● **Work request**
Please return the whole listing exactly.

# # # #

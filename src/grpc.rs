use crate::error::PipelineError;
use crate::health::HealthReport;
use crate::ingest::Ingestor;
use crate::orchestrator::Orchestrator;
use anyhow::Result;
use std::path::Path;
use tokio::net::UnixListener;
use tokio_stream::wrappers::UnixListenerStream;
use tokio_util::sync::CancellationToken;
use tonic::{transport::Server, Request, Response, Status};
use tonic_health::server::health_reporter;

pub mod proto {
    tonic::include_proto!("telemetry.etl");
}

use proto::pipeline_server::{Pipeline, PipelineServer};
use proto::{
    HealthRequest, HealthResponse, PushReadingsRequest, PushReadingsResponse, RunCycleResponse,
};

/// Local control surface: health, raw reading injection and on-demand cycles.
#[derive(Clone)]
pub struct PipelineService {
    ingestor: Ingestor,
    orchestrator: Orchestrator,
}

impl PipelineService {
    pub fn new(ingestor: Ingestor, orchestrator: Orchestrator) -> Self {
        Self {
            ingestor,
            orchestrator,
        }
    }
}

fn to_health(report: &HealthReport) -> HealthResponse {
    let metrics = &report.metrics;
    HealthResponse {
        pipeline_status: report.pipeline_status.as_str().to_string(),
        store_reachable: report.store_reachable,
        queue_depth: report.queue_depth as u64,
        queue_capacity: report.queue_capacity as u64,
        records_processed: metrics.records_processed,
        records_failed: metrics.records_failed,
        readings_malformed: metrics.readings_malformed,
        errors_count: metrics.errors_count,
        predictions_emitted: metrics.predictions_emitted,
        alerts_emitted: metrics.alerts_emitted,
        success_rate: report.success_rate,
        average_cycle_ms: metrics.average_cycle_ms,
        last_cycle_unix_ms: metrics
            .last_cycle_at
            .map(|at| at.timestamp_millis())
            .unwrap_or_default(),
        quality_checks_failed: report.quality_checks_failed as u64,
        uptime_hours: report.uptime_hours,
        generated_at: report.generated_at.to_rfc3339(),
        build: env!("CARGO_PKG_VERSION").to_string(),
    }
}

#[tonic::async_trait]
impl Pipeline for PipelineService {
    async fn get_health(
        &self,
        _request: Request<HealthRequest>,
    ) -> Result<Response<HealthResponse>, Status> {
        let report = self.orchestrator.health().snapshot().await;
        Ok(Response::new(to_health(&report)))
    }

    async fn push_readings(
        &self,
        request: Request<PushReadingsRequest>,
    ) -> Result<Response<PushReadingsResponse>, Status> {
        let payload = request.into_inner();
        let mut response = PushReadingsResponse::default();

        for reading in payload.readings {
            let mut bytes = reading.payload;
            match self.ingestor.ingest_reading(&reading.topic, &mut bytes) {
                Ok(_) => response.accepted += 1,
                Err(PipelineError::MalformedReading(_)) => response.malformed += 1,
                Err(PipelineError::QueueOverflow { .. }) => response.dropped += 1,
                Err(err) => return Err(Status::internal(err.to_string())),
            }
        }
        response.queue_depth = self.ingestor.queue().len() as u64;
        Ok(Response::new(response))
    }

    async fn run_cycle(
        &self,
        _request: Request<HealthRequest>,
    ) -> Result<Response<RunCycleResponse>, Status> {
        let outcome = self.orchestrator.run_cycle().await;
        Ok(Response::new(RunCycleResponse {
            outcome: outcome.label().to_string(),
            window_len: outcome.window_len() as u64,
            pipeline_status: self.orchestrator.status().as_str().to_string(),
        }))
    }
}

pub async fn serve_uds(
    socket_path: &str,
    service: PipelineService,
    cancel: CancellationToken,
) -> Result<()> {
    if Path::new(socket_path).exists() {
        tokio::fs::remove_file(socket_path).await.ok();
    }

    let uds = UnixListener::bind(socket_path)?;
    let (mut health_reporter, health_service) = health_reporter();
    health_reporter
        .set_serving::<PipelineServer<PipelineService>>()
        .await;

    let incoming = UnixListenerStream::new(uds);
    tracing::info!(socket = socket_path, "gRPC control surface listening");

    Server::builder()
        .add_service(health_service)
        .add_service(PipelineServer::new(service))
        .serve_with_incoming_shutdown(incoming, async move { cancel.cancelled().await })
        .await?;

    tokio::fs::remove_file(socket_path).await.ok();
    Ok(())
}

# # # #

● **Response**
filename src/grpc.rs
use crate::error::PipelineError;
use crate::health::HealthReport;
use crate::ingest::Ingestor;
use crate::orchestrator::Orchestrator;
use anyhow::Result;
use std::path::Path;
use tokio::net::UnixListener;
use tokio_stream::wrappers::UnixListenerStream;
use tokio_util::sync::CancellationToken;
use tonic::{transport::Server, Request, Response, Status};
use tonic_health::server::health_reporter;

pub mod proto {
    tonic::include_proto!("telemetry.etl");
}

use proto::pipeline_server::{Pipeline, PipelineServer};
use proto::{
    HealthRequest, HealthResponse, PushReadingsRequest, PushReadingsResponse, RunCycleResponse,
};

/// Local control surface: health, raw reading injection and on-demand cycles.
#[derive(Clone)]
pub struct PipelineService {
    ingestor: Ingestor,
    orchestrator: Orchestrator,
}

impl PipelineService {
    pub fn new(ingestor: Ingestor, orchestrator: Orchestrator) -> Self {
        Self {
            ingestor,
            orchestrator,
        }
    }
}

fn to_health(report: &HealthReport) -> HealthResponse {
    let metrics = &report.metrics;
    HealthResponse {
        pipeline_status: report.pipeline_status.as_str().to_string(),
        store_reachable: report.store_reachable,
        queue_depth: report.queue_depth as u64,
        queue_capacity: report.queue_capacity as u64,
        records_processed: metrics.records_processed,
        records_failed: metrics.records_failed,
        readings_malformed: metrics.readings_malformed,
        errors_count: metrics.errors_count,
        predictions_emitted: metrics.predictions_emitted,
        alerts_emitted: metrics.alerts_emitted,
        success_rate: report.success_rate,
        average_cycle_ms: metrics.average_cycle_ms,
        last_cycle_unix_ms: metrics
            .last_cycle_at
            .map(|at| at.timestamp_millis())
            .unwrap_or_default(),
        quality_checks_failed: report.quality_checks_failed as u64,
        uptime_hours: report.uptime_hours,
        generated_at: report.generated_at.to_rfc3339(),
        build: env!("CARGO_PKG_VERSION").to_string(),
    }
}

#[tonic::async_trait]
impl Pipeline for PipelineService {
    async fn get_health(
        &self,
        _request: Request<HealthRequest>,
    ) -> Result<Response<HealthResponse>, Status> {
        let report = self.orchestrator.health().snapshot().await;
        Ok(Response::new(to_health(&report)))
    }

    async fn push_readings(
        &self,
        request: Request<PushReadingsRequest>,
    ) -> Result<Response<PushReadingsResponse>, Status> {
        let payload = request.into_inner();
        let mut response = PushReadingsResponse::default();

        for reading in payload.readings {
            let mut bytes = reading.payload;
            match self.ingestor.ingest_reading(&reading.topic, &mut bytes) {
                Ok(_) => response.accepted += 1,
                Err(PipelineError::MalformedReading(_)) => response.malformed += 1,
                Err(PipelineError::QueueOverflow { .. }) => response.dropped += 1,
                Err(err) => return Err(Status::internal(err.to_string())),
            }
        }
        response.queue_depth = self.ingestor.queue().len() as u64;
        Ok(Response::new(response))
    }

    async fn run_cycle(
        &self,
        _request: Request<HealthRequest>,
    ) -> Result<Response<RunCycleResponse>, Status> {
        let outcome = self.orchestrator.run_cycle().await;
        Ok(Response::new(RunCycleResponse {
            outcome: outcome.label().to_string(),
            window_len: outcome.window_len() as u64,
            pipeline_status: self.orchestrator.status().as_str().to_string(),
        }))
    }
}

pub async fn serve_uds(
    socket_path: &str,
    service: PipelineService,
    cancel: CancellationToken,
) -> Result<()> {
    if Path::new(socket_path).exists() {
        tokio::fs::remove_file(socket_path).await.ok();
    }

    let uds = UnixListener::bind(socket_path)?;
    let (mut health_reporter, health_service) = health_reporter();
    health_reporter
        .set_serving::<PipelineServer<PipelineService>>()
        .await;

    let incoming = UnixListenerStream::new(uds);
    tracing::info!(socket = socket_path, "gRPC control surface listening");

    Server::builder()
        .add_service(health_service)
        .add_service(PipelineServer::new(service))
        .serve_with_incoming_shutdown(incoming, async move { cancel.cancelled().await })
        .await?;

    tokio::fs::remove_file(socket_path).await.ok();
    Ok(())
}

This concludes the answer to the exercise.